Eier und Öl gut verquirlen. Mehl mit Zucker, Hefe und Salz mischen. Die Eier-Öl-Mischung und den größten Teil des Wassers dazugießen. Etwa 10 min gründlich kneten, dabei nach Bedarf noch Wasser zugeben: der Teig soll glatt, aber relativ weich sein. Am Ende des Knetvorgangs nach Belieben Rosinen untermischen. Abgedeckt gehen lassen, bis sich das Volumen annähernd verdoppelt hat. Abschlagen und kurz durchkneten, abdecken und wieder zur doppelten Größe aufgehen lassen.

Teig in zwei Portionen teilen. Aus jeder Hälfte sechs Stränge rollen und zu Zöpfen flechten. (*)

Auf ein mit Backpapier belegtes Blech setzen und locker abgedeckt etwa 30 min gehen lassen. Mit verquirltem Ei bestreichen, nach Belieben mit Mohn bzw Sesam bestreuen, ins Rohr schieben und goldbraun backen.

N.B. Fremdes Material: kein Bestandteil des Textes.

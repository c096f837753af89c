//! PCM file player
//!
//! Streams a WAV file to the output device in fixed-size chunks, opening
//! the device with exactly the format the file declares.

use crate::audio::{AudioDevice, StreamGuard};
use crate::error::{Error, Result};
use crate::playback::PlaybackSummary;
use std::path::Path;
use tracing::{debug, info};
use wavdeck_common::wav::WavReader;

/// Play the WAV file at `path`, `chunk_frames` frames per device write.
///
/// # Errors
/// - `InvalidArgument` if `chunk_frames` is zero
/// - `FileNotFound` if `path` does not exist (no device is opened)
/// - `MalformedContainer` if the header cannot be parsed or the payload
///   cannot be read
/// - `DeviceOpen` if no device accepts the file's exact format
/// - `Write` if a chunk is rejected; the stream is still closed
pub fn play_pcm_file(
    device: &dyn AudioDevice,
    path: &Path,
    chunk_frames: usize,
) -> Result<PlaybackSummary> {
    if chunk_frames == 0 {
        return Err(Error::InvalidArgument(
            "chunk_frames must be greater than zero".to_string(),
        ));
    }
    if !path.exists() {
        return Err(Error::FileNotFound(path.to_path_buf()));
    }

    let mut reader = WavReader::open(path).map_err(|e| Error::from_container(path, e))?;
    let format = reader.format();
    info!(
        "Playing {} ({}, {} frames)",
        path.display(),
        format,
        reader.frames()
    );

    let mut output = StreamGuard::new(device.open_output(&format)?);
    let mut summary = PlaybackSummary::new(format);

    while let Some(chunk) = reader
        .read_chunk(chunk_frames)
        .map_err(|e| Error::from_container(path, e))?
    {
        output.write(chunk.as_bytes())?;
        summary.record_write(chunk.len());
    }

    output.drain()?;
    output.close()?;

    debug!(
        "PCM playback wrote {} frames in {} writes",
        summary.frames, summary.writes
    );
    info!("Finished playing {}", path.display());
    Ok(summary)
}
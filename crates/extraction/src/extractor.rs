//! Rule-based profile extraction from user messages
//!
//! Implements keyword and regex heuristics over free-form chat text. Rules
//! are independent, run in a fixed order on every message, and overwrite the
//! field they govern on a match. A rule that finds nothing leaves its field
//! untouched, so populated fields are never cleared.

use regex::Regex;

use lead_agent_core::LeadProfile;

/// Urban location gazetteer. Iteration order matters: the last entry found
/// in the message wins.
const LOCATIONS: &[&str] = &[
    "Downtown",
    "Uptown",
    "Marina",
    "Business District",
    "Suburbs",
    "City Center",
    "Beachfront",
    "Hills",
    "Valley",
    "Lakeside",
];

const PROPERTY_TYPES: &[&str] = &["Apartment", "Villa", "Townhouse", "Land", "Penthouse"];

const URGENCY_CUES: &[&str] = &["asap", "urgent", "now", "this month", "immediate"];

const CURRENCY_CUES: &[&str] = &[
    "$", "£", "€", "dollars", "pounds", "euros", "budget", "price", "cost",
];

/// Words that the name patterns must not accept as a captured name.
const FORBIDDEN_NAMES: &[&str] = &["looking", "interested", "searching", "buying", "selling"];

/// Extracts lead facts from a single user message.
pub struct ProfileExtractor {
    numeric_token: Regex,
    magnitude_cue: Regex,
    bedrooms: Regex,
    email: Regex,
    phone: Regex,
    name_patterns: Vec<Regex>,
}

impl ProfileExtractor {
    pub fn new() -> Self {
        Self {
            numeric_token: Regex::new(r"\d+(?:[.,]\d+)?[mk]?").unwrap(),
            magnitude_cue: Regex::new(r"\d+\s*(?:m|million|k|thousand)").unwrap(),
            bedrooms: Regex::new(r"(\d+)\s*(?:br|bed|room)").unwrap(),
            email: Regex::new(r"[\w.\-]+@[\w.\-]+\.\w+").unwrap(),
            phone: Regex::new(r"(?:\+|00)?(?:\d[\s-]?){9,14}").unwrap(),
            name_patterns: vec![
                Regex::new(r"(?i)my name is ([A-Z][a-z]+(?:\s[A-Z][a-z]+)?)").unwrap(),
                Regex::new(r"(?i)i am ([A-Z][a-z]+(?:\s[A-Z][a-z]+)?)").unwrap(),
                Regex::new(r"(?i)call me ([A-Z][a-z]+(?:\s[A-Z][a-z]+)?)").unwrap(),
            ],
        }
    }

    /// Apply every heuristic to `message`, updating `profile` in place.
    /// Never fails; a rule without a match is a no-op for its field.
    pub fn apply(&self, message: &str, profile: &mut LeadProfile) {
        let lower = message.to_lowercase();

        // 1. Investment type; off-plan takes priority when both appear
        if lower.contains("off-plan") || lower.contains("off plan") {
            profile.investment_type = Some("Off-plan".to_string());
        } else if lower.contains("ready") || lower.contains("secondary") || lower.contains("move in")
        {
            profile.investment_type = Some("Ready/Secondary".to_string());
        }

        // 2. Budget: numeric token + currency cue + magnitude cue, stored as
        // the raw message rather than a normalized number
        if self.numeric_token.is_match(&lower)
            && CURRENCY_CUES.iter().any(|cue| lower.contains(cue))
            && (self.magnitude_cue.is_match(&lower)
                || lower.contains('$')
                || lower.contains('€')
                || lower.contains('£'))
        {
            profile.budget_range = Some(message.to_string());
        }

        // 3. Property type; last match in list order wins
        for p_type in PROPERTY_TYPES {
            if lower.contains(&p_type.to_lowercase()) {
                profile.property_type = Some(p_type.to_string());
            }
        }

        // 4. Bedrooms; "studio" wins outright
        if lower.contains("studio") {
            profile.bedrooms = Some("Studio".to_string());
        } else if let Some(caps) = self.bedrooms.captures(&lower) {
            profile.bedrooms = Some(format!("{} Bedroom(s)", &caps[1]));
        }

        // 5. Location; last match in gazetteer order wins
        for location in LOCATIONS {
            if lower.contains(&location.to_lowercase()) {
                profile.target_location = Some(location.to_string());
            }
        }

        // 6. Urgency; "High" is the only level produced
        if URGENCY_CUES.iter().any(|cue| lower.contains(cue)) {
            profile.urgency = Some("High".to_string());
        }

        // 7. Any Arabic-range character forces the language preference
        if message.chars().any(|c| ('\u{0600}'..='\u{06FF}').contains(&c)) {
            profile.language_preference = "ar".to_string();
        }

        // 8. Email
        if let Some(m) = self.email.find(message) {
            profile.email = Some(m.as_str().to_string());
        }

        // 9. Phone; accepted only when at least nine digits are present
        if let Some(m) = self.phone.find(message) {
            let digit_count = m.as_str().chars().filter(|c| c.is_ascii_digit()).count();
            if digit_count >= 9 {
                profile.phone_number = Some(m.as_str().trim().to_string());
            }
        }

        // 10. Name; first accepted (non-forbidden) pattern match wins
        for pattern in &self.name_patterns {
            if let Some(caps) = pattern.captures(message) {
                let candidate = &caps[1];
                if !FORBIDDEN_NAMES.contains(&candidate.to_lowercase().as_str()) {
                    profile.name = Some(title_case(candidate));
                    break;
                }
            }
        }
    }
}

impl Default for ProfileExtractor {
    fn default() -> Self {
        Self::new()
    }
}

/// Capitalize the first letter of each whitespace-separated word.
fn title_case(s: &str) -> String {
    s.split_whitespace()
        .map(|word| {
            let mut chars = word.chars();
            match chars.next() {
                Some(first) => {
                    first.to_uppercase().collect::<String>() + &chars.as_str().to_lowercase()
                }
                None => String::new(),
            }
        })
        .collect::<Vec<_>>()
        .join(" ")
}

#[cfg(test)]
mod tests {
    use super::*;

    fn extract(message: &str) -> LeadProfile {
        let extractor = ProfileExtractor::new();
        let mut profile = LeadProfile::default();
        extractor.apply(message, &mut profile);
        profile
    }

    #[test]
    fn test_investment_type_off_plan_priority() {
        let profile = extract("I want an off-plan unit, not a ready one");
        assert_eq!(profile.investment_type.as_deref(), Some("Off-plan"));

        let profile = extract("something ready to move in");
        assert_eq!(profile.investment_type.as_deref(), Some("Ready/Secondary"));

        let profile = extract("off plan please");
        assert_eq!(profile.investment_type.as_deref(), Some("Off-plan"));
    }

    #[test]
    fn test_budget_requires_currency_and_magnitude() {
        // Number alone is not a budget
        let profile = extract("I have 3 kids");
        assert!(profile.budget_range.is_none());

        // Currency cue without a magnitude cue or symbol is not enough
        let profile = extract("my budget is flexible around 7");
        assert!(profile.budget_range.is_none());

        // Symbol satisfies both the currency and magnitude requirements
        let profile = extract("around $750,000 total");
        assert_eq!(profile.budget_range.as_deref(), Some("around $750,000 total"));

        // Word-based cues
        let profile = extract("budget of 2 million");
        assert_eq!(profile.budget_range.as_deref(), Some("budget of 2 million"));
    }

    #[test]
    fn test_budget_stores_raw_message() {
        let msg = "My budget is $1.5m for this";
        let profile = extract(msg);
        assert_eq!(profile.budget_range.as_deref(), Some(msg));
    }

    #[test]
    fn test_property_type_last_listed_wins() {
        let profile = extract("not sure between an apartment and a villa");
        // Villa comes after Apartment in list order
        assert_eq!(profile.property_type.as_deref(), Some("Villa"));

        let profile = extract("a penthouse maybe, or an apartment");
        assert_eq!(profile.property_type.as_deref(), Some("Penthouse"));
    }

    #[test]
    fn test_bedrooms_studio_wins() {
        let profile = extract("a studio or 2 bedroom");
        assert_eq!(profile.bedrooms.as_deref(), Some("Studio"));

        let profile = extract("looking for 3br");
        assert_eq!(profile.bedrooms.as_deref(), Some("3 Bedroom(s)"));

        let profile = extract("2 beds would be fine");
        assert_eq!(profile.bedrooms.as_deref(), Some("2 Bedroom(s)"));
    }

    #[test]
    fn test_location_last_match_wins() {
        let profile = extract("either Downtown or the Marina");
        assert_eq!(profile.target_location.as_deref(), Some("Marina"));

        let profile = extract("somewhere in the business district");
        assert_eq!(profile.target_location.as_deref(), Some("Business District"));
    }

    #[test]
    fn test_urgency_cues() {
        let profile = extract("I need this asap");
        assert_eq!(profile.urgency.as_deref(), Some("High"));

        let profile = extract("hoping to close this month");
        assert_eq!(profile.urgency.as_deref(), Some("High"));

        let profile = extract("no rush at all");
        assert!(profile.urgency.is_none());
    }

    #[test]
    fn test_arabic_overrides_language() {
        let profile = extract("مرحبا I want a villa");
        assert_eq!(profile.language_preference, "ar");
        assert_eq!(profile.property_type.as_deref(), Some("Villa"));

        let profile = extract("hello");
        assert_eq!(profile.language_preference, "en");
    }

    #[test]
    fn test_email_extraction() {
        let profile = extract("reach me at john.smith@example.com thanks");
        assert_eq!(profile.email.as_deref(), Some("john.smith@example.com"));
    }

    #[test]
    fn test_phone_extraction() {
        let profile = extract("call me on +971501234567");
        assert_eq!(profile.phone_number.as_deref(), Some("+971501234567"));

        let profile = extract("my number is 050 123 4567");
        assert!(profile.phone_number.is_some());

        // Too few digits
        let profile = extract("I am 35 years old, flat 1204");
        assert!(profile.phone_number.is_none());
    }

    #[test]
    fn test_name_extraction_and_title_case() {
        let profile = extract("My name is John Smith");
        assert_eq!(profile.name.as_deref(), Some("John Smith"));

        // Case-insensitive patterns still title-case the result
        let profile = extract("my name is sarah");
        assert_eq!(profile.name.as_deref(), Some("Sarah"));

        let profile = extract("call me Ahmed");
        assert_eq!(profile.name.as_deref(), Some("Ahmed"));
    }

    #[test]
    fn test_name_forbidden_words_skipped() {
        // "i am looking" must not set a name; the later pattern still can
        let profile = extract("I am looking for a villa, call me David");
        assert_eq!(profile.name.as_deref(), Some("David"));

        let profile = extract("I am interested in penthouses");
        assert!(profile.name.is_none());
    }

    #[test]
    fn test_no_match_leaves_fields_untouched() {
        let extractor = ProfileExtractor::new();
        let mut profile = LeadProfile::default();
        profile.name = Some("Jane Doe".to_string());
        profile.target_location = Some("Hills".to_string());

        extractor.apply("ok thanks", &mut profile);
        assert_eq!(profile.name.as_deref(), Some("Jane Doe"));
        assert_eq!(profile.target_location.as_deref(), Some("Hills"));
    }

    #[test]
    fn test_idempotent_for_informationless_message() {
        let extractor = ProfileExtractor::new();
        let mut profile = LeadProfile::default();
        extractor.apply("2 bedroom villa in Downtown", &mut profile);
        let snapshot = profile.clone();

        extractor.apply("2 bedroom villa in Downtown", &mut profile);
        assert_eq!(profile, snapshot);
    }

    #[test]
    fn test_combined_scenario_message() {
        let profile =
            extract("I'm looking for an off-plan apartment, 2 bedrooms in Downtown, budget $500k");
        assert_eq!(profile.investment_type.as_deref(), Some("Off-plan"));
        assert_eq!(profile.property_type.as_deref(), Some("Apartment"));
        assert_eq!(profile.bedrooms.as_deref(), Some("2 Bedroom(s)"));
        assert_eq!(profile.target_location.as_deref(), Some("Downtown"));
        assert!(profile.budget_range.is_some());
    }
}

(*) Eine sehr schöne Video-Anleitung zum Flechten mit 6 Strängen gibts bei Expert Village. Das Prinzip ist simpel: Es wird immer mit dem äußersten rechten Strang gearbeitet. Der wird nach links gelegt, und zwar über die nächsten zwei Stränge, dann unter den mittleren Strang, und schließlich über die beiden Stränge ganz links. Über zwei, unter einen, über zwei ... wenn frau sich das immer schön rhythmisch vorsagt, klappts problemlos. :-)


Mittwoch, 08. April 2009

Paradox


Blümchen ... ist es, wenn frau durch nichts zu Fall gebracht wird.

Genauer gesagt, durch einen nicht vorhanden Pflasterstein. Mangels konzentrierter Materie hätte er ja eigentlich nicht viel anrichten können. Dummerweise waren aber ein paar tausend seiner Kollegen an Ort und Stelle, dadurch fiel die Lücke unschön auf. Mir allerdings erst aus der horizontalen Perspektive.

Der Rest des gerade erst begonnenen Spaziergangs fiel dann aus; Blümchen werden heute nur noch vom Sofa aus betrachtet, auf welchem ein schmerzhaft dickes Knie gelagert zu werden wünscht. Und weil ich es dort nicht allein lassen will, gibts heute auch keinen selbst gebackenen Kuchen, sondern süße Teilchen vom Bäcker; fürs Abendessen wird ganz luxuriös der Pizzabote ein italienischer Gesandter sorgen. Und wenn sich dann noch wenigstens eine TV-Anstalt meiner erbarmt, wird mein Murren sich in Grenzen halten. :-)

Update:
Nun murre ich doch: darüber, dass ich die ersten beiden Folgen von Sarah und die Küchenkinder versäumt habe. Sieben weitere Teile gibts zum Glück noch - TV-Pflichttermin!


Dienstag, 07. April 2009

Winter ade


swiss chard ... die Bäume schlagen aus. Und das junge Gemüse auch. :-)

Von einem Tag auf den anderen ists Frühling geworden - beinah Frühsommer, den Temperaturen nach -, und die Low Budget-Küche erwacht langsam aus dem Spätwinterschlaf der vergangenen Wochen. In denen natürlich auch gekocht und gebacken wurde, aber ziemlich tramhappert. :-)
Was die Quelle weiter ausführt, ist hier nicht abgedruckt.